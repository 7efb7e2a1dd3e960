//! Byte sink/source abstractions the writer and scanner are generic over.
//!
//! Blanket impls over [`std::io::Write`]/[`std::io::Read`] mean any file,
//! socket, or `Vec<u8>` works out of the box; the trait indirection exists so
//! the error type isn't forced to be [`std::io::Error`] for in-memory or
//! test sinks/sources that can't fail.

use std::io;

/// A blocking byte sink. See `spec.md` §3.2 (`sink`).
pub trait Sink {
    /// The error type this sink can fail with.
    type Error: std::error::Error + 'static;

    /// Writes the entirety of `buf`, blocking until done.
    fn write_all(&mut self, buf: &[u8]) -> Result<(), Self::Error>;
}

impl<W: io::Write> Sink for W {
    type Error = io::Error;

    fn write_all(&mut self, buf: &[u8]) -> Result<(), Self::Error> {
        io::Write::write_all(self, buf)
    }
}

/// A blocking byte source. See `spec.md` §3.3 (`source`).
pub trait Source {
    /// The error type this source can fail with.
    type Error: std::error::Error + 'static;

    /// Reads at least one byte into `buf`, returning the number read, or
    /// `Ok(0)` at end of input.
    fn read(&mut self, buf: &mut [u8]) -> Result<usize, Self::Error>;
}

impl<R: io::Read> Source for R {
    type Error = io::Error;

    fn read(&mut self, buf: &mut [u8]) -> Result<usize, Self::Error> {
        io::Read::read(self, buf)
    }
}
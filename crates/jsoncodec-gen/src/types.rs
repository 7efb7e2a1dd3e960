//! Lowering from the schema [`Shape`] model to generated Rust types.

use std::collections::HashSet;

use jsoncodec_schema::{Primitive, Shape};
use proc_macro2::TokenStream;
use quote::{format_ident, quote};

/// Whether `shape` (recursively) is generatable: every [`Shape::Nested`]
/// name must resolve to a record declared in the same file, and no
/// sub-shape may be [`Shape::Unsupported`]. `SPEC_FULL.md` §3.1: an
/// unresolvable or otherwise unsupported shape is omitted silently, not a
/// hard error.
pub(crate) fn is_supported(shape: &Shape, known_records: &HashSet<&str>) -> bool {
    match shape {
        Shape::Primitive(_) => true,
        Shape::Nested(name) => known_records.contains(name.as_str()),
        Shape::Array(elem) => is_supported(elem, known_records),
        Shape::Unsupported => false,
    }
}

fn primitive_type(p: Primitive) -> TokenStream {
    match p {
        Primitive::String => quote!(String),
        Primitive::Int32 => quote!(i32),
        Primitive::Int64 => quote!(i64),
        Primitive::Uint32 => quote!(u32),
        Primitive::Uint64 => quote!(u64),
        Primitive::Float32 => quote!(f32),
        Primitive::Float64 => quote!(f64),
        Primitive::Bool => quote!(bool),
    }
}

/// The Rust type a shape lowers to. `box_nested` controls whether a
/// [`Shape::Nested`] lowers to `Option<Box<Name>>` (struct field position,
/// where a missing key or a JSON `null` both mean "absent") or bare `Name`
/// (array element position, where `Vec` already provides the indirection
/// and array elements are never individually nullable) — `SPEC_FULL.md`
/// §4.3.
pub(crate) fn rust_type(shape: &Shape, box_nested: bool) -> TokenStream {
    match shape {
        Shape::Primitive(p) => primitive_type(*p),
        Shape::Nested(name) => {
            let ident = format_ident!("{name}");
            if box_nested {
                quote!(Option<Box<#ident>>)
            } else {
                quote!(#ident)
            }
        }
        Shape::Array(elem) => {
            let inner = rust_type(elem, false);
            quote!(Vec<#inner>)
        }
        Shape::Unsupported => unreachable!("unsupported shapes are filtered out before codegen"),
    }
}
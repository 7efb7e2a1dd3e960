//! `File`/`Record`/`Field`/`Shape` schema model, plus a parser for the
//! `.jsonrec` textual surface that gives that model a concrete source
//! format. [`jsoncodec_gen`](https://docs.rs/jsoncodec-gen) consumes
//! [`File`] values produced by [`parse_file`] (or built directly) and turns
//! them into generated encoder/decoder source.

mod error;
mod lexer;
mod model;
mod parser;

pub use error::{SchemaError, SyntaxError};
pub use model::{Field, File, Primitive, Record, Shape};
pub use parser::parse_file;
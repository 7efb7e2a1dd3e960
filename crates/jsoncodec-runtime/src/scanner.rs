//! Pull-based JSON scanner. See `spec.md` §3.3/§4.2.

use crate::error::ScanError;
use crate::io::Source;
use crate::token::{Token, TokenKind};
use crate::utf8::utf8_seq_len;
use crate::value::{DynMap, DynValue};

/// Size of the chunks `Scanner` reads from its [`Source`] on refill.
const READ_CHUNK: usize = 4096;

/// Once the unread prefix before `cursor` exceeds this many bytes (and is
/// more than half the buffer), it is compacted away. Mirrors the
/// drain-on-threshold compaction the teacher's own `Buffer` uses.
const COMPACT_THRESHOLD: usize = 4096;

/// A pull-based JSON tokenizer over a blocking byte [`Source`].
///
/// Holds at most one pushed-back decoded code point (`pushback_char`) and at
/// most one pushed-back token (`pushback_token`) at a time, per `spec.md`
/// §3.3's invariant.
pub struct Scanner<R: Source> {
    source: R,
    read_buf: Vec<u8>,
    cursor: usize,
    limit: usize,
    eof: bool,
    scratch: String,
    position: usize,
    pushback_char: Option<char>,
    pushback_token: Option<Token>,
}
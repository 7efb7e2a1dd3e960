use std::fs;

use assert_cmd::Command;
use predicates::str::contains;
use tempfile::tempdir;

fn cmd() -> Command {
    Command::cargo_bin("jsoncodec").unwrap()
}

#[test]
fn generates_sibling_files_for_a_schema_file() {
    let dir = tempdir().unwrap();
    let source = dir.path().join("order.jsonrec");
    fs::write(
        &source,
        "record Order { id: int64, total: float64, tags: [string] }",
    )
    .unwrap();

    cmd().arg(&source).assert().success();

    let encoder = fs::read_to_string(dir.path().join("order_encoder.rs")).unwrap();
    let decoder = fs::read_to_string(dir.path().join("order_decoder.rs")).unwrap();
    assert!(encoder.contains("pub struct Order"));
    assert!(encoder.contains("OrderEncoder"));
    assert!(decoder.contains("OrderDecoder"));
}

#[test]
fn walks_a_directory_recursively() {
    let dir = tempdir().unwrap();
    fs::write(dir.path().join("a.jsonrec"), "record A { x: string }").unwrap();
    let sub = dir.path().join("nested");
    fs::create_dir(&sub).unwrap();
    fs::write(sub.join("b.jsonrec"), "record B { y: int32 }").unwrap();

    cmd().arg(dir.path()).assert().success();

    assert!(dir.path().join("a_encoder.rs").exists());
    assert!(sub.join("b_encoder.rs").exists());
}

#[test]
fn empty_schema_file_produces_no_output() {
    let dir = tempdir().unwrap();
    let source = dir.path().join("empty.jsonrec");
    fs::write(&source, "").unwrap();

    cmd().arg(&source).assert().success();

    assert!(!dir.path().join("empty_encoder.rs").exists());
}

#[test]
fn malformed_schema_fails_with_a_diagnostic() {
    let dir = tempdir().unwrap();
    let source = dir.path().join("bad.jsonrec");
    fs::write(&source, "record { x: string }").unwrap();

    cmd()
        .arg(&source)
        .assert()
        .failure()
        .stderr(contains("error:"));
}

#[test]
fn nonexistent_path_fails_with_a_diagnostic() {
    cmd()
        .arg("/does/not/exist.jsonrec")
        .assert()
        .failure()
        .stderr(contains("does not exist"));
}

#[test]
fn out_dir_overrides_the_default_sibling_location() {
    let source_dir = tempdir().unwrap();
    let out_dir = tempdir().unwrap();
    let source = source_dir.path().join("thing.jsonrec");
    fs::write(&source, "record Thing { n: int32 }").unwrap();

    cmd()
        .args([
            source.to_str().unwrap(),
            "--out-dir",
            out_dir.path().to_str().unwrap(),
        ])
        .assert()
        .success();

    assert!(out_dir.path().join("thing_encoder.rs").exists());
    assert!(!source_dir.path().join("thing_encoder.rs").exists());
}
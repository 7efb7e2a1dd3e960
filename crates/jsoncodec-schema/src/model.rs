//! The abstract schema model the generator consumes. See `spec.md` §3.1.

/// A namespace plus an ordered list of record declarations.
#[derive(Debug, Clone, PartialEq, Eq, Default)]
pub struct File {
    pub records: Vec<Record>,
}

/// A named aggregate with an ordered list of [`Field`]s. Only records
/// generate code.
#[derive(Debug, Clone, PartialEq, Eq)]
pub struct Record {
    pub name: String,
    pub fields: Vec<Field>,
}

/// `{ declared_name, wire_key, shape }`, per `spec.md` §3.1.
#[derive(Debug, Clone, PartialEq, Eq)]
pub struct Field {
    /// The programmatic identifier.
    pub declared_name: String,
    /// The JSON key. Defaults to `declared_name`; `@key("ignore")` is
    /// represented separately via [`Field::ignored`], not as a literal
    /// wire key named `"ignore"`.
    pub wire_key: String,
    pub shape: Shape,
    /// Set by `@key("ignore")`: the field is parsed but suppressed from
    /// both encode and decode.
    pub ignored: bool,
}

/// The primitive scalar kinds a [`Shape::Primitive`] may name.
#[derive(Debug, Clone, Copy, PartialEq, Eq)]
pub enum Primitive {
    String,
    Int32,
    Int64,
    Uint32,
    Uint64,
    Float32,
    Float64,
    Bool,
}

impl Primitive {
    pub fn from_keyword(kw: &str) -> Option<Self> {
        Some(match kw {
            "string" => Self::String,
            "int32" => Self::Int32,
            "int64" => Self::Int64,
            "uint32" => Self::Uint32,
            "uint64" => Self::Uint64,
            "float32" => Self::Float32,
            "float64" => Self::Float64,
            "bool" => Self::Bool,
            _ => return None,
        })
    }
}

/// A field's shape: a scalar primitive, a reference to another record in the
/// same file, an array of some element shape, or an unsupported shape that
/// the generator silently omits per `spec.md` §3.1's invariant.
#[derive(Debug, Clone, PartialEq, Eq)]
pub enum Shape {
    Primitive(Primitive),
    /// References another record declared in the same file, by name.
    Nested(String),
    Array(Box<Shape>),
    /// Accepted by the parser but not generatable; the field is omitted
    /// from generated code, not rejected as a parse error.
    Unsupported,
}
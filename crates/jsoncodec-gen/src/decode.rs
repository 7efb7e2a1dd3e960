//! Emits the `<Name>Decoder` for one record.

use jsoncodec_schema::{Primitive, Record, Shape};
use proc_macro2::TokenStream;
use quote::{format_ident, quote};

use crate::encode::GenField;
use crate::types::rust_type;

pub(crate) fn generate_decoder(record: &Record, fields: &[GenField<'_>]) -> TokenStream {
    let name = format_ident!("{}", record.name);
    let decoder_name = format_ident!("{}Decoder", record.name);

    // Nested fields lower to `Option<Box<Name>>` directly: a missing key and
    // an explicit JSON `null` both collapse to `None`, so the local needs no
    // extra `Option` wrapper layered on top (that would force a spurious
    // `Some(None)` vs `None` distinction the field never observes).
    let locals = fields.iter().map(|f| {
        let ident = &f.ident;
        if let Shape::Nested(nested) = &f.field.shape {
            let nested_ident = format_ident!("{nested}");
            quote! { let mut #ident: Option<Box<#nested_ident>> = None; }
        } else {
            let ty = rust_type(&f.field.shape, true);
            quote! { let mut #ident: Option<#ty> = None; }
        }
    });

    let arms = fields.iter().map(|f| {
        let key = &f.field.wire_key;
        let ident = &f.ident;
        if let Shape::Nested(nested) = &f.field.shape {
            let nested_decoder = format_ident!("{nested}Decoder");
            quote! {
                #key => {
                    #ident = s.decode_nested(#nested_decoder::decode_raw)?.map(Box::new);
                }
            }
        } else {
            let decode_value = emit_decode_value(&f.field.shape);
            quote! {
                #key => { #ident = Some(#decode_value); }
            }
        }
    });

    let assigns = fields.iter().map(|f| {
        let ident = &f.ident;
        if matches!(f.field.shape, Shape::Nested(_)) {
            // A missing key and an explicit `null` both leave `#ident` as
            // `None` already; no `unwrap_or_default` needed (and none
            // wanted — that would recurse into the nested type's `Default`).
            quote! { #ident: #ident }
        } else {
            quote! { #ident: #ident.unwrap_or_default() }
        }
    });

    quote! {
        pub struct #decoder_name<R: ::jsoncodec_runtime::Source> {
            scanner: ::jsoncodec_runtime::Scanner<R>,
        }

        impl<R: ::jsoncodec_runtime::Source> #decoder_name<R> {
            /// Owns a new `Scanner` wrapping `source` (`spec.md` §4.3,
            /// "Constructors from a byte source").
            pub fn new(source: R) -> Self {
                Self {
                    scanner: ::jsoncodec_runtime::Scanner::new(source),
                }
            }

            /// Decodes one value off the owned scanner.
            pub fn decode(&mut self) -> Result<#name, ::jsoncodec_runtime::ScanError<R::Error>> {
                Self::decode_raw(&mut self.scanner)
            }

            /// Decodes one value off a caller-owned, possibly shared
            /// scanner. Nested decoders call this so they don't consume
            /// more than their own value (`spec.md` §9 "Ownership
            /// patterns").
            pub fn decode_raw(
                s: &mut ::jsoncodec_runtime::Scanner<R>,
            ) -> Result<#name, ::jsoncodec_runtime::ScanError<R::Error>> {
                #(#locals)*
                s.decode_object(|s, key| {
                    match key {
                        #(#arms)*
                        _ => s.skip_value()?,
                    }
                    Ok(())
                })?;
                Ok(#name {
                    #(#assigns,)*
                })
            }
        }
    }
}

/// Emits the expression that decodes one value (a field, or an array
/// element) of the given shape off `s`. [`Shape::Nested`] at field
/// position is handled directly in [`generate_decoder`] (its
/// `Option<Box<Name>>` lowering needs [`Scanner::decode_nested`]'s
/// null-check, which this helper has no way to express); this function
/// only ever sees a [`Shape::Nested`] as an array element, where the
/// element type is bare `Name` per [`rust_type`]'s `box_nested = false`.
///
/// [`Scanner::decode_nested`]: jsoncodec_runtime::Scanner::decode_nested
fn emit_decode_value(shape: &Shape) -> TokenStream {
    match shape {
        Shape::Primitive(Primitive::String) => quote! { s.read_string()? },
        Shape::Primitive(Primitive::Int32) => quote! { s.read_int()? },
        Shape::Primitive(Primitive::Int64) => quote! { s.read_int64()? },
        Shape::Primitive(Primitive::Uint32) => quote! { s.read_uint()? },
        Shape::Primitive(Primitive::Uint64) => quote! { s.read_uint64()? },
        Shape::Primitive(Primitive::Float32) => quote! { s.read_float32()? },
        Shape::Primitive(Primitive::Float64) => quote! { s.read_float64()? },
        Shape::Primitive(Primitive::Bool) => quote! { s.read_bool()? },
        Shape::Nested(name) => {
            let decoder_name = format_ident!("{name}Decoder");
            quote! { #decoder_name::decode_raw(s)? }
        }
        Shape::Array(elem) => {
            let elem_ty = rust_type(elem, false);
            let elem_decode = emit_decode_value(elem);
            quote! {
                s.decode_array::<#elem_ty>(|s| Ok(#elem_decode))?
            }
        }
        Shape::Unsupported => unreachable!("unsupported shapes are filtered out before codegen"),
    }
}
====
What is required -
Search the records for the word "needs" and return every line that holds it.

Answer for this exercise -
    // an explicit JSON `null` both collapse to `None`, so the local needs no
/// `Option<Box<Name>>` lowering needs [`Scanner::decode_nested`]'s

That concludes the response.